* Exercise directions: In the records below, tally the lines that contain the word "bind" and give only that number.

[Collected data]
***

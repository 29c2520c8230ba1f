//! Warehouse operations: create (optionally copying item types), select,
//! delete.

use depot_core::{Rejection, WarehouseName};
use depot_db::DbResult;
use tracing::{debug, info};

use super::{settle, InventoryManager};
use crate::error::{ManagerResult, Outcome};
use crate::session::Session;

impl InventoryManager {
    /// Creates a warehouse and selects it.
    ///
    /// Spaces in `name` become underscores. With `copy_items_from_current`
    /// and a selection, every item of the selected warehouse is copied with
    /// quantity 0 (same name, id and notes).
    ///
    /// ## Rejections
    /// - empty or over-long name
    /// - `"Warehouse Name must be unique"`
    pub async fn create_warehouse(
        &self,
        session: &mut Session,
        name: &str,
        copy_items_from_current: bool,
    ) -> ManagerResult<Outcome> {
        let result = self
            .try_create_warehouse(session, name, copy_items_from_current)
            .await;
        settle(session, "create_warehouse", result)
    }

    async fn try_create_warehouse(
        &self,
        session: &mut Session,
        name: &str,
        copy_items_from_current: bool,
    ) -> DbResult<Outcome> {
        let name = match WarehouseName::parse(name) {
            Ok(name) => name,
            Err(e) => return Ok(Rejection::from(e).into()),
        };

        if self.db.warehouses().exists(name.as_str()).await? {
            return Ok(Rejection::DuplicateWarehouse.into());
        }

        let source = if copy_items_from_current {
            session.current_warehouse().cloned()
        } else {
            None
        };

        match self.db.warehouses().create(&name, source.as_ref()).await {
            Ok(_) => {}
            // Lost a race with another session creating the same name.
            Err(e) if e.is_unique_violation() => return Ok(Rejection::DuplicateWarehouse.into()),
            Err(e) => return Err(e),
        }

        info!(warehouse = %name, copied_from = ?source.as_ref().map(|w| w.as_str()), "Created warehouse");
        session.select(name);
        Ok(Outcome::Applied)
    }

    /// Makes `name` the current warehouse.
    ///
    /// The name is looked up exactly as given. Selecting the current
    /// warehouse again is a no-op.
    ///
    /// ## Rejections
    /// - `"<name> is not a warehouse"`
    pub async fn select_warehouse(&self, session: &mut Session, name: &str) -> ManagerResult<Outcome> {
        let result = self.try_select_warehouse(session, name).await;
        settle(session, "select_warehouse", result)
    }

    async fn try_select_warehouse(&self, session: &mut Session, name: &str) -> DbResult<Outcome> {
        let Some(warehouse) = self.db.warehouses().get_by_name(name).await? else {
            return Ok(Rejection::UnknownWarehouse(name.to_string()).into());
        };

        if session.current_warehouse() == Some(&warehouse.name) {
            return Ok(Outcome::Unchanged);
        }

        debug!(warehouse = %warehouse.name, "Switching warehouse");
        session.select(warehouse.name);
        Ok(Outcome::Applied)
    }

    /// Deletes the selected warehouse with all its items and clears the
    /// selection. No-op without a selection.
    pub async fn delete_current_warehouse(&self, session: &mut Session) -> ManagerResult<Outcome> {
        let result = self.try_delete_current_warehouse(session).await;
        settle(session, "delete_current_warehouse", result)
    }

    async fn try_delete_current_warehouse(&self, session: &mut Session) -> DbResult<Outcome> {
        let Some(current) = session.current_warehouse().cloned() else {
            return Ok(Outcome::Unchanged);
        };

        let removed = self.db.warehouses().delete(&current).await?;
        session.clear_selection();

        if removed {
            info!(warehouse = %current, "Deleted warehouse");
        } else {
            debug!(warehouse = %current, "Selected warehouse was already gone");
        }

        Ok(Outcome::Applied)
    }
}

// =============================================================================
// Unit Tests
// =============================================================================
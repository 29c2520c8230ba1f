//! # Warehouse Repository
//!
//! Database operations for the warehouse catalog.
//!
//! ## Copy-Create
//! ```text
//! ┌─────────────────────────────────────────────────────────────────────────┐
//! │                    create(name, copy_items_from)                        │
//! │                                                                         │
//! │  BEGIN                                                                 │
//! │   ├── INSERT INTO warehouses (name, ...)                               │
//! │   └── INSERT INTO items SELECT new_id, id, name, 0, other              │
//! │          FROM items WHERE warehouse_id = <source>                      │
//! │  COMMIT ← the new warehouse appears with all copies or not at all      │
//! │                                                                         │
//! │  Source "Main"              New "Annex"                                │
//! │  ┌────┬───────┬─────┐       ┌────┬───────┬─────┐                       │
//! │  │ id │ name  │ qty │       │ id │ name  │ qty │                       │
//! │  ├────┼───────┼─────┤  ──►  ├────┼───────┼─────┤                       │
//! │  │  1 │ Bolt  │   5 │       │  1 │ Bolt  │   0 │                       │
//! │  │  2 │ Nut   │   3 │       │  2 │ Nut   │   0 │                       │
//! │  └────┴───────┴─────┘       └────┴───────┴─────┘                       │
//! └─────────────────────────────────────────────────────────────────────────┘
//! ```

use chrono::{DateTime, Utc};
use sqlx::SqlitePool;
use tracing::debug;

use crate::error::{DbError, DbResult};
use depot_core::{Warehouse, WarehouseName};

/// Catalog row as stored.
#[derive(Debug, sqlx::FromRow)]
struct WarehouseRow {
    id: i64,
    name: String,
    created_at: DateTime<Utc>,
}

impl WarehouseRow {
    fn into_warehouse(self) -> DbResult<Warehouse> {
        let name = WarehouseName::parse(&self.name).map_err(|e| {
            DbError::Internal(format!("stored warehouse name '{}' is invalid: {}", self.name, e))
        })?;

        Ok(Warehouse {
            id: self.id,
            name,
            created_at: self.created_at,
        })
    }
}

/// Repository for warehouse catalog operations.
#[derive(Debug, Clone)]
pub struct WarehouseRepository {
    pool: SqlitePool,
}

impl WarehouseRepository {
    /// Creates a new WarehouseRepository.
    pub fn new(pool: SqlitePool) -> Self {
        WarehouseRepository { pool }
    }

    /// Lists every warehouse in creation order.
    pub async fn list(&self) -> DbResult<Vec<Warehouse>> {
        let rows = sqlx::query_as::<_, WarehouseRow>(
            r#"
            SELECT id, name, created_at
            FROM warehouses
            ORDER BY id
            "#,
        )
        .fetch_all(&self.pool)
        .await?;

        rows.into_iter().map(WarehouseRow::into_warehouse).collect()
    }

    /// Lists warehouse names in creation order.
    pub async fn names(&self) -> DbResult<Vec<WarehouseName>> {
        Ok(self.list().await?.into_iter().map(|w| w.name).collect())
    }

    /// Gets a warehouse by its exact stored name.
    ///
    /// ## Returns
    /// * `Ok(Some(Warehouse))` - Warehouse found
    /// * `Ok(None)` - No warehouse with that name
    pub async fn get_by_name(&self, name: &str) -> DbResult<Option<Warehouse>> {
        let row = sqlx::query_as::<_, WarehouseRow>(
            r#"
            SELECT id, name, created_at
            FROM warehouses
            WHERE name = ?1
            "#,
        )
        .bind(name)
        .fetch_optional(&self.pool)
        .await?;

        row.map(WarehouseRow::into_warehouse).transpose()
    }

    /// Returns true if a warehouse with this exact name exists.
    pub async fn exists(&self, name: &str) -> DbResult<bool> {
        let exists: i64 =
            sqlx::query_scalar("SELECT EXISTS(SELECT 1 FROM warehouses WHERE name = ?1)")
                .bind(name)
                .fetch_one(&self.pool)
                .await?;

        Ok(exists != 0)
    }

    /// Creates a warehouse, optionally cloning the item list of another one.
    ///
    /// Copied items keep their name, id and notes; every quantity is 0.
    /// Both steps run in one transaction.
    ///
    /// ## Returns
    /// * `Ok(Warehouse)` - The new catalog entry
    /// * `Err(DbError::UniqueViolation)` - Name already taken
    pub async fn create(
        &self,
        name: &WarehouseName,
        copy_items_from: Option<&WarehouseName>,
    ) -> DbResult<Warehouse> {
        debug!(name = %name, copy_from = ?copy_items_from.map(|w| w.as_str()), "Creating warehouse");

        let now = Utc::now();

        let mut tx = self
            .pool
            .begin()
            .await
            .map_err(|e| DbError::TransactionFailed(e.to_string()))?;

        let id = sqlx::query(
            r#"
            INSERT INTO warehouses (name, last_item_id, created_at)
            VALUES (?1, 0, ?2)
            "#,
        )
        .bind(name.as_str())
        .bind(now)
        .execute(&mut *tx)
        .await
        .map_err(|e| match DbError::from(e) {
            DbError::UniqueViolation { field, .. } => DbError::duplicate(field, name.as_str()),
            other => other,
        })?
        .last_insert_rowid();

        if let Some(source) = copy_items_from {
            let copied = sqlx::query(
                r#"
                INSERT INTO items (warehouse_id, id, name, quantity, other)
                SELECT ?1, i.id, i.name, 0, i.other
                FROM items i
                JOIN warehouses w ON w.id = i.warehouse_id
                WHERE w.name = ?2
                ORDER BY i.id
                "#,
            )
            .bind(id)
            .bind(source.as_str())
            .execute(&mut *tx)
            .await?
            .rows_affected();

            debug!(name = %name, source = %source, copied, "Copied item types");
        }

        tx.commit()
            .await
            .map_err(|e| DbError::TransactionFailed(e.to_string()))?;

        Ok(Warehouse {
            id,
            name: name.clone(),
            created_at: now,
        })
    }

    /// Deletes a warehouse and, through the foreign key cascade, its items.
    ///
    /// ## Returns
    /// * `Ok(true)` - Warehouse removed
    /// * `Ok(false)` - No warehouse had that name
    pub async fn delete(&self, name: &WarehouseName) -> DbResult<bool> {
        debug!(name = %name, "Deleting warehouse");

        let result = sqlx::query("DELETE FROM warehouses WHERE name = ?1")
            .bind(name.as_str())
            .execute(&self.pool)
            .await?;

        Ok(result.rows_affected() > 0)
    }

    /// Counts warehouses (for diagnostics).
    pub async fn count(&self) -> DbResult<i64> {
        let count: i64 = sqlx::query_scalar("SELECT COUNT(*) FROM warehouses")
            .fetch_one(&self.pool)
            .await?;

        Ok(count)
    }
}

// =============================================================================
// Unit Tests
// =============================================================================

#[cfg(test)]
mod tests {
    use depot_core::NewItem;

    use crate::pool::{Database, DbConfig};

    use super::*;

    fn name(raw: &str) -> WarehouseName {
        WarehouseName::parse(raw).unwrap()
    }

    async fn db() -> Database {
        Database::new(DbConfig::in_memory()).await.unwrap()
    }

    #[tokio::test]
    async fn test_create_and_list_in_creation_order() {
        let db = db().await;
        let repo = db.warehouses();

        repo.create(&name("Zeta"), None).await.unwrap();
        repo.create(&name("Alpha"), None).await.unwrap();

        let names = repo.names().await.unwrap();
        assert_eq!(names, vec![name("Zeta"), name("Alpha")]);
        assert_eq!(repo.count().await.unwrap(), 2);
        assert!(repo.exists("Alpha").await.unwrap());
        assert!(!repo.exists("alpha").await.unwrap());
    }

    #[tokio::test]
    async fn test_duplicate_name_is_unique_violation() {
        let db = db().await;
        let repo = db.warehouses();

        repo.create(&name("Main"), None).await.unwrap();
        let err = repo.create(&name("Main"), None).await.unwrap_err();

        assert!(err.is_unique_violation());
        assert_eq!(repo.count().await.unwrap(), 1);
    }

    #[tokio::test]
    async fn test_copy_create_zeroes_quantities() {
        let db = db().await;
        let main = name("Main");
        db.warehouses().create(&main, None).await.unwrap();
        db.items()
            .insert(&main, &NewItem::new("Bolt", 5, "steel"))
            .await
            .unwrap();
        db.items()
            .insert(&main, &NewItem::new("Nut", 3, ""))
            .await
            .unwrap();

        let annex = name("Annex");
        db.warehouses().create(&annex, Some(&main)).await.unwrap();

        let copied = db.items().list(&annex).await.unwrap();
        assert_eq!(copied.len(), 2);
        assert_eq!(copied[0].name, "Bolt");
        assert_eq!(copied[0].other, "steel");
        assert_eq!(copied[1].name, "Nut");
        assert!(copied.iter().all(|item| item.quantity == 0));

        // The source keeps its stock.
        let source = db.items().list(&main).await.unwrap();
        assert_eq!(source[0].quantity, 5);
        assert_eq!(source[1].quantity, 3);
    }

    #[tokio::test]
    async fn test_delete_cascades_items() {
        let db = db().await;
        let main = name("Main");
        db.warehouses().create(&main, None).await.unwrap();
        db.items()
            .insert(&main, &NewItem::new("Bolt", 5, ""))
            .await
            .unwrap();

        assert!(db.warehouses().delete(&main).await.unwrap());
        assert!(!db.warehouses().delete(&main).await.unwrap());

        let orphans: i64 = sqlx::query_scalar("SELECT COUNT(*) FROM items")
            .fetch_one(db.pool())
            .await
            .unwrap();
        assert_eq!(orphans, 0);

        // Re-creating the name yields an empty warehouse.
        db.warehouses().create(&main, None).await.unwrap();
        assert!(db.items().list(&main).await.unwrap().is_empty());
    }

    #[tokio::test]
    async fn test_get_by_name() {
        let db = db().await;
        let created = db.warehouses().create(&name("Main"), None).await.unwrap();

        let found = db.warehouses().get_by_name("Main").await.unwrap().unwrap();
        assert_eq!(found.id, created.id);
        assert_eq!(found.name, created.name);
        assert!(db.warehouses().get_by_name("Other").await.unwrap().is_none());
    }
}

***

* Task response: 7